Agreed. And you have the right idea... work with folks to come up with a good solution
I had to go back and reread that 3 times to make sure I wasn't seeing things lol.
Dog-bird had been found in a tree in a parking lot in LA. The owner had him from that day on - 30 years when I adopted him. Who knows how old he was when they found him. He was not a hand raised parrot - probably a wild caught parrot. He spent most his time in his cage before he came home with me. I didn't want to leave him home alone for a weekend so I got a travel cage and took him camping. He loves camping now. It's the only time he'll eat people food. He likes to watch the wild birds.

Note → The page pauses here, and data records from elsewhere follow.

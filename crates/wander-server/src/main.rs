mod api;
mod middleware;
mod sessions;

use std::sync::Arc;
use std::time::Duration;

use tracing_subscriber::EnvFilter;
use wander_providers::{FoursquareClient, FoursquareCredentials, IpdataClient};
use wander_suggest::QueryOptions;

use crate::{
    api::{build_app, AppState},
    sessions::SessionStore,
};

#[tokio::main]
async fn main() -> anyhow::Result<()> {
    dotenvy::dotenv().ok();
    let config = wander_core::load_app_config()?;
    let env_filter = EnvFilter::try_from_default_env()
        .or_else(|_| EnvFilter::try_new(config.log_level.clone()))?;
    tracing_subscriber::fmt().with_env_filter(env_filter).init();
    tracing::debug!(?config, "configuration loaded");

    let foursquare = Arc::new(
        FoursquareClient::new(
            FoursquareCredentials {
                client_id: config.foursquare_client_id.clone(),
                client_secret: config.foursquare_client_secret.clone(),
            },
            config.request_timeout_secs,
            &config.user_agent,
        )?
        .open_now(config.open_now)
        .with_retries(config.max_retries, config.retry_backoff_base_ms),
    );
    let ipdata = Arc::new(
        IpdataClient::new(
            &config.ipdata_api_key,
            config.request_timeout_secs,
            &config.user_agent,
        )?
        .with_retries(config.max_retries, config.retry_backoff_base_ms),
    );

    let state = AppState {
        locator: ipdata,
        search: foursquare.clone(),
        details: foursquare,
        sessions: SessionStore::new(Duration::from_secs(config.session_ttl_secs)),
        options: Arc::new(QueryOptions::from_config(&config)),
    };
    let app = build_app(state);

    let listener = tokio::net::TcpListener::bind(config.bind_addr).await?;
    tracing::info!(addr = %config.bind_addr, env = %config.env, "wander-server listening");
    axum::serve(listener, app)
        .with_graceful_shutdown(shutdown_signal())
        .await?;
    Ok(())
}

async fn shutdown_signal() {
    let ctrl_c = async {
        if let Err(e) = tokio::signal::ctrl_c().await {
            tracing::error!(error = %e, "failed to listen for ctrl-c");
            std::future::pending::<()>().await;
        }
    };

    #[cfg(unix)]
    let terminate = async {
        match tokio::signal::unix::signal(tokio::signal::unix::SignalKind::terminate()) {
            Ok(mut signal) => {
                signal.recv().await;
            }
            Err(e) => {
                tracing::error!(error = %e, "failed to install SIGTERM handler");
                std::future::pending::<()>().await;
            }
        }
    };

    #[cfg(not(unix))]
    let terminate = std::future::pending::<()>();

    tokio::select! {
        () = ctrl_c => {},
        () = terminate => {},
    }

    tracing::info!("received shutdown signal, starting graceful shutdown");
}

Okay, so I have been prepping for a trip to a particular festival and knowing that...
A. They only provide for primitive camping.
B. There are areas for the all night party crowd, and the family friendly campers.
C. I can reserve a given spot in advance.
D. This is a place and event we have frequented in years past. We stopped camping when I got on CPAP, but want to start again. We are very familiar with the terrain, and prevailing winds during a given season.
I can select a campsite along the outer row, where the property abuts the neighboring property, only thing on the other side of the fence is cows and trees. And this leads to the familiarity with the winds. We NEVER smell the cows, because the prevailing winds almost always blow toward the cattle.
Thus if I set the generator up close to the fence line by the bushes, (far enough to not cause a fire hazard of course), there are several things that will happen.
#1. The soft surfaces of the bushes will blunt the sounds of the generator.
#2. I use an insulating foam and gorilla tape "quiet box". I allow for sufficient ventilation, but the box helps reduce noise transmission. It's not perfect, but keeps it from sounding like a chain saw felling logs.
#3. Only use the generator to recharge my power pack, during the day. I.E. get up, fire up generator, plug in to charge and make breakfast. By the time breakfast and showers are done the power pack should be charged for the next use...
I have camped at least 50 nights with a CPAP, 6 nights in 1 trip and use a small jumper battery pack and can get 2 nights easily at 8+ hours each night. For longer trips I use a 10w solar panel to recharge it. It can also be charged through my TV. I believe the battery is only a 20Ah sealed lead acid battery. If you have an onboard battery, you should be able to go much longer.
With the heated hose off and the humidifier off the CPAP does not pull much power.
If anything get a group 24 deep cell, and use the generator for a couple hours to charge it, but not run the generator all night.
I like and agree with everything except I would get a group 27 battery instead. That is what I use.
Back to the actual thread topic.
I despise generators when camping. I have a large enough dual 6v battery bank to not need one. When dry camping I choose places with restrictions on generators.
If someone chose a place with restrictions, then broke the rules for any kind of exemption, I would be pissed.
I completely agree. I was at a place camping with a group this past August (been going there for 30 years) where there were no generator restrictions, but there has always been a general understanding that no generators should be used other than during the day. Three 30'+ TT's pulled in and set up camp about 100 feet from the rest of our group. For three nights in a row, the folks in the TT's ran their contractor generators so that they could watch TV inside their camper until around midnight. For us, sitting around the campfire those nights, hearing those genny's running when the only noise we should have heard, the crackling of the campfire, good conversation and the chirping of the crickets, was aggravating. Thank God that they didn't need the A/C or I'm sure they would have left the genny's on all night.
How about some helpful details like, what kind of CPAP and jumper box?
FWIW, the idea is to run the generator ONLY during the day, most notably, when people are up and running amok causing all sorts of noises in the campground. It is always best to keep as quiet as you can when people are trying to sleep...
There are a few CPAP threads already on the portal with a lot of great info.